The survey and the related pay cuts would harm 340B hospitals by eliminating the savings that hospitals can obtain through the 340B program’s drug discounts. That would reduce the ability of those hospitals to stretch their resources to provide more care to patients with low incomes and those living in rural areas, as Congress intended when it created the 340B program. Such cuts would be particularly harmful to safety-net hospitals that were exempted from the nearly 30 percent pay reductions that started in 2018. Those hospitals serve a unique set of safety-net patients and would be unable to absorb such pay cuts while still meeting those patients’ health needs, 340B Health says.

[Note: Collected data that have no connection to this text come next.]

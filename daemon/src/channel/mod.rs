pub mod server;

pub use server::ChannelServer;
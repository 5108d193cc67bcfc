//! Daemon configuration, layered lowest to highest precedence:
//! built-in defaults → optional TOML file → environment variables
//! (`BROWSERD_*`) → CLI flags (applied by the caller after [`load`]).

use std::path::{Path, PathBuf};

use serde::{Deserialize, Serialize};

fn default_ws_port() -> u16 {
    9222
}

fn default_local_socket_path() -> String {
    "/tmp/browserd.sock".to_string()
}

fn default_heartbeat_interval_ms() -> u64 {
    30_000
}

fn default_heartbeat_timeout_ms() -> u64 {
    5_000
}

fn default_browser_launch_timeout_ms() -> u64 {
    30_000
}

fn default_command_timeout_ms() -> u64 {
    30_000
}

fn default_browser_binary() -> String {
    "chromium".to_string()
}

fn default_log_level() -> String {
    "info".to_string()
}

/// Daemon configuration: timeouts, listen addresses, and the browser
/// binary to launch, plus the ambient `log_level` knob.
#[derive(Debug, Clone, Serialize, Deserialize)]
#[serde(default)]
pub struct Config {
    pub ws_port: u16,
    pub local_socket_path: String,
    pub heartbeat_interval_ms: u64,
    pub heartbeat_timeout_ms: u64,
    pub browser_launch_timeout_ms: u64,
    pub command_timeout_ms: u64,
    pub browser_binary: String,
    pub log_level: String,
}

impl Default for Config {
    fn default() -> Self {
        Self {
            ws_port: default_ws_port(),
            local_socket_path: default_local_socket_path(),
            heartbeat_interval_ms: default_heartbeat_interval_ms(),
            heartbeat_timeout_ms: default_heartbeat_timeout_ms(),
            browser_launch_timeout_ms: default_browser_launch_timeout_ms(),
            command_timeout_ms: default_command_timeout_ms(),
            browser_binary: default_browser_binary(),
            log_level: default_log_level(),
        }
    }
}

impl Config {
    /// Load configuration from an explicit file path, or else the default
    /// user config location if it exists, then apply `BROWSERD_*`
    /// environment overrides. Never errors on a missing file — only a
    /// present-but-unparseable one.
    pub fn load(explicit_path: Option<&Path>) -> anyhow::Result<Self> {
        let mut config = match explicit_path {
            Some(path) => Self::from_toml_file(path)?,
            None => match Self::default_config_path() {
                Some(path) if path.exists() => Self::from_toml_file(&path)?,
                _ => Self::default(),
            },
        };
        config.apply_env_overrides();
        Ok(config)
    }

    fn from_toml_file(path: &Path) -> anyhow::Result<Self> {
        let text = std::fs::read_to_string(path)
            .map_err(|e| anyhow::anyhow!("reading config file {}: {e}", path.display()))?;
        let config: Self = toml::from_str(&text)
            .map_err(|e| anyhow::anyhow!("parsing config file {}: {e}", path.display()))?;
        Ok(config)
    }

    fn default_config_path() -> Option<PathBuf> {
        dirs::config_dir().map(|dir| dir.join("browserd").join("config.toml"))
    }

    fn apply_env_overrides(&mut self) {
        if let Ok(v) = std::env::var("BROWSERD_WS_PORT") {
            if let Ok(port) = v.parse() {
                self.ws_port = port;
            }
        }
        if let Ok(v) = std::env::var("BROWSERD_LOCAL_SOCKET_PATH") {
            self.local_socket_path = v;
        }
        if let Ok(v) = std::env::var("BROWSERD_HEARTBEAT_INTERVAL_MS") {
            if let Ok(ms) = v.parse() {
                self.heartbeat_interval_ms = ms;
            }
        }
        if let Ok(v) = std::env::var("BROWSERD_HEARTBEAT_TIMEOUT_MS") {
            if let Ok(ms) = v.parse() {
                self.heartbeat_timeout_ms = ms;
            }
        }
        if let Ok(v) = std::env::var("BROWSERD_BROWSER_LAUNCH_TIMEOUT_MS") {
            if let Ok(ms) = v.parse() {
                self.browser_launch_timeout_ms = ms;
            }
        }
        if let Ok(v) = std::env::var("BROWSERD_COMMAND_TIMEOUT_MS") {
            if let Ok(ms) = v.parse() {
                self.command_timeout_ms = ms;
            }
        }
        if let Ok(v) = std::env::var("BROWSERD_BROWSER_BINARY") {
            self.browser_binary = v;
        }
        if let Ok(v) = std::env::var("BROWSERD_LOG_LEVEL") {
            self.log_level = v;
        }
    }
}
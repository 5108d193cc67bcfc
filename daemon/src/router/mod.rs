pub mod collaborators;
#[allow(clippy::module_inception)]
pub mod router;

pub use collaborators::{BrowserSupervisor, ExtensionSender};
pub use router::{Router, RouterConfig};
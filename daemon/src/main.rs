use std::path::PathBuf;

use tokio::io::AsyncWriteExt;
use tokio_util::sync::CancellationToken;
use tracing::info;
use tracing_subscriber::EnvFilter;

use browserd::config::Config;
use browserd::orchestrator::Daemon;

const VERSION: &str = env!("CARGO_PKG_VERSION");

fn print_usage() {
    eprintln!("Usage: browserd <MODE> [OPTIONS]");
    eprintln!();
    eprintln!("Modes:");
    eprintln!("  serve [--config <path>]   Run the daemon in the foreground");
    eprintln!("  query                     Run a single host-messaging query (internal use)");
    eprintln!();
    eprintln!("Options:");
    eprintln!("  --version   Print version and exit");
    eprintln!("  --help      Print this help message");
}

#[tokio::main]
async fn main() -> anyhow::Result<()> {
    let args: Vec<String> = std::env::args().collect();

    if args.len() < 2 {
        print_usage();
        std::process::exit(1);
    }

    match args[1].as_str() {
        "--version" => {
            println!("browserd {}", VERSION);
            Ok(())
        }
        "--help" => {
            print_usage();
            Ok(())
        }
        "serve" => run_serve(&args[2..]).await,
        "query" => run_query(&args[2..]).await,
        other => {
            eprintln!("Unknown mode: {}", other);
            print_usage();
            std::process::exit(1);
        }
    }
}

async fn run_serve(args: &[String]) -> anyhow::Result<()> {
    let config_path = find_flag_value(args, "--config").map(PathBuf::from);
    let config = Config::load(config_path.as_deref())?;

    init_tracing(&config.log_level);
    let shutdown = setup_shutdown_signal();

    info!(version = VERSION, "browserd starting");
    let daemon = Daemon::build(config);
    daemon.run(shutdown).await?;
    info!("browserd stopped");
    Ok(())
}

/// Runs a single host-messaging query: one length-prefixed request on
/// stdin, one length-prefixed reply on stdout, exit code reflects success.
///
/// Tracing is deliberately not initialized here — a native messaging host
/// only reads the one reply frame from stdout and nothing from stderr, so
/// log noise would just be discarded, not harmful, but there is nothing
/// useful to say in a process this short-lived.
async fn run_query(args: &[String]) -> anyhow::Result<()> {
    let config_path = find_flag_value(args, "--config").map(PathBuf::from);
    let config = Config::load(config_path.as_deref())?;
    let socket_path = PathBuf::from(&config.local_socket_path);

    let (payload, success) = match browserd::query::run(&socket_path).await {
        Ok(payload) => (payload, true),
        Err(message) => (serde_json::json!({ "error": message }), false),
    };

    let mut stdout = tokio::io::stdout();
    browserd_protocol::codec::write_len_prefixed_frame(&mut stdout, &payload).await?;
    stdout.flush().await?;

    if success {
        Ok(())
    } else {
        std::process::exit(1);
    }
}

fn find_flag_value(args: &[String], flag: &str) -> Option<String> {
    args.iter()
        .position(|a| a == flag)
        .and_then(|i| args.get(i + 1))
        .cloned()
}

fn init_tracing(configured_level: &str) {
    tracing_subscriber::fmt()
        .with_env_filter(
            EnvFilter::try_from_default_env()
                .unwrap_or_else(|_| EnvFilter::new(configured_level.to_string())),
        )
        .with_writer(std::io::stderr)
        .init();
}

/// Listens for SIGTERM and SIGINT (Ctrl+C) and triggers the returned
/// `CancellationToken` when either is received.
fn setup_shutdown_signal() -> CancellationToken {
    let token = CancellationToken::new();
    let token_clone = token.clone();

    tokio::spawn(async move {
        let ctrl_c = tokio::signal::ctrl_c();

        #[cfg(unix)]
        {
            use tokio::signal::unix::{signal, SignalKind};
            let mut sigterm =
                signal(SignalKind::terminate()).expect("failed to register SIGTERM handler");

            tokio::select! {
                _ = ctrl_c => {
                    info!("received SIGINT, initiating shutdown");
                }
                _ = sigterm.recv() => {
                    info!("received SIGTERM, initiating shutdown");
                }
            }
        }

        #[cfg(not(unix))]
        {
            let _ = ctrl_c.await;
            info!("received Ctrl+C, initiating shutdown");
        }

        token_clone.cancel();
    });

    token
}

The proposed acquisition cost survey is contrary to federal law in several ways. Medicare statute does not give CMS the authority to conduct this survey with only a subset of hospitals, such as 340B hospitals, or a subset of drugs, such as 340B-eligible medications. The survey also will not create a sufficiently large sample of hospitals to generate a statistically significant estimate of acquisition costs, violating another requirement of the Medicare statute. In addition, the survey plan is contrary to federal paperwork reduction requirements because it contains serious flaws that would prevent it from producing useful data, places a massive burden on 340B hospitals that CMS has failed to minimize, and provides unclear instructions to hospitals.
For the multiple reasons cited in the letter, 340B Health requests that OMB reject the CMS proposed survey.